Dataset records
========================
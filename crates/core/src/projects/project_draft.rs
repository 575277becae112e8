//! Draft-versus-original editing for projects.
//!
//! Edit mode copies the project into a draft. Saving compares the draft with
//! the original field by field and submits only the fields that differ.

use serde_json::{Map, Value};

use super::projects_model::Project;
use crate::errors::{Error, Result};

/// Fields that identify the record or are maintained by the store.
const READ_ONLY_FIELDS: &[&str] = &["projectId", "stage", "createdAt", "updatedAt"];

/// An in-progress edit of a project.
#[derive(Debug, Clone, PartialEq)]
pub struct ProjectDraft {
    original: Project,
    edited: Project,
}

impl ProjectDraft {
    /// Enters edit mode with an untouched copy of `original`.
    pub fn begin(original: Project) -> Self {
        let edited = original.clone();
        Self { original, edited }
    }

    /// Builds a draft from an original and an already edited copy.
    pub fn with_edits(original: Project, mut edited: Project) -> Self {
        edited.project_id = original.project_id.clone();
        edited.stage = original.stage;
        Self { original, edited }
    }

    pub fn original(&self) -> &Project {
        &self.original
    }

    pub fn edited(&self) -> &Project {
        &self.edited
    }

    pub fn edited_mut(&mut self) -> &mut Project {
        &mut self.edited
    }

    /// Throws away the edits.
    pub fn discard(&mut self) {
        self.edited = self.original.clone();
    }

    pub fn is_dirty(&self) -> bool {
        self.changes().map(|c| !c.is_empty()).unwrap_or(true)
    }

    /// Fields whose edited value differs from the original, keyed by wire name.
    ///
    /// Every field, scalar or nested, is compared by value. Array fields such
    /// as `amenities` count as changed when their contents differ, whether or
    /// not the list was rebuilt. A field absent on one side and `null` on the
    /// other is unchanged.
    pub fn changes(&self) -> Result<Map<String, Value>> {
        let original = as_object(&self.original)?;
        let edited = as_object(&self.edited)?;
        Ok(diff_objects(&original, &edited))
    }

    /// The original values of the fields in `changes`, used to undo them.
    pub fn original_values(&self, changes: &Map<String, Value>) -> Result<Map<String, Value>> {
        let original = as_object(&self.original)?;
        Ok(changes
            .keys()
            .map(|key| {
                (
                    key.clone(),
                    original.get(key).cloned().unwrap_or(Value::Null),
                )
            })
            .collect())
    }
}

fn as_object(project: &Project) -> Result<Map<String, Value>> {
    match serde_json::to_value(project)? {
        Value::Object(map) => Ok(map),
        other => Err(Error::Unexpected(format!(
            "Project encoded as non-object: {}",
            other
        ))),
    }
}

/// Top-level difference between two encoded records.
pub(crate) fn diff_objects(original: &Map<String, Value>, edited: &Map<String, Value>) -> Map<String, Value> {
    let mut changes = Map::new();
    for (key, new_value) in edited {
        if READ_ONLY_FIELDS.contains(&key.as_str()) {
            continue;
        }
        let old_value = original.get(key).unwrap_or(&Value::Null);
        if old_value != new_value {
            changes.insert(key.clone(), new_value.clone());
        }
    }
    for key in original.keys() {
        if READ_ONLY_FIELDS.contains(&key.as_str()) || edited.contains_key(key) {
            continue;
        }
        if !original[key].is_null() {
            changes.insert(key.clone(), Value::Null);
        }
    }
    changes
}
use serde_json::Value;
use tokio::sync::broadcast;

/// Serializable envelope that carries event names and optional payloads.
#[derive(Clone, Debug)]
pub struct ServerEvent {
    pub name: &'static str,
    pub payload: Option<Value>,
}

impl ServerEvent {
    pub fn with_payload(name: &'static str, payload: Value) -> Self {
        Self {
            name,
            payload: Some(payload),
        }
    }
}

/// Lightweight broadcast bus that fans out events to any connected clients.
#[derive(Clone)]
pub struct EventBus {
    sender: broadcast::Sender<ServerEvent>,
}

impl EventBus {
    pub fn new(capacity: usize) -> Self {
        let (sender, _receiver) = broadcast::channel(capacity);
        Self { sender }
    }

    pub fn subscribe(&self) -> broadcast::Receiver<ServerEvent> {
        self.sender.subscribe()
    }

    pub fn publish(&self, event: ServerEvent) {
        // Lagging listeners are ignored to avoid blocking producers.
        let _ = self.sender.send(event);
    }
}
========================
(What is expected) The lines from the first of the entries through the line holding "pub fn begin(original: Project)" are to be restated word for word, and no others.

(Exercise response)
filename crates/core/src/projects/project_draft.rs
repository 575277becae112e8
//! Draft-versus-original editing for projects.
//!
//! Edit mode copies the project into a draft. Saving compares the draft with
//! the original field by field and submits only the fields that differ.

use serde_json::{Map, Value};

use super::projects_model::Project;
use crate::errors::{Error, Result};

/// Fields that identify the record or are maintained by the store.
const READ_ONLY_FIELDS: &[&str] = &["projectId", "stage", "createdAt", "updatedAt"];

/// An in-progress edit of a project.
#[derive(Debug, Clone, PartialEq)]
pub struct ProjectDraft {
    original: Project,
    edited: Project,
}

impl ProjectDraft {
    /// Enters edit mode with an untouched copy of `original`.
    pub fn begin(original: Project) -> Self {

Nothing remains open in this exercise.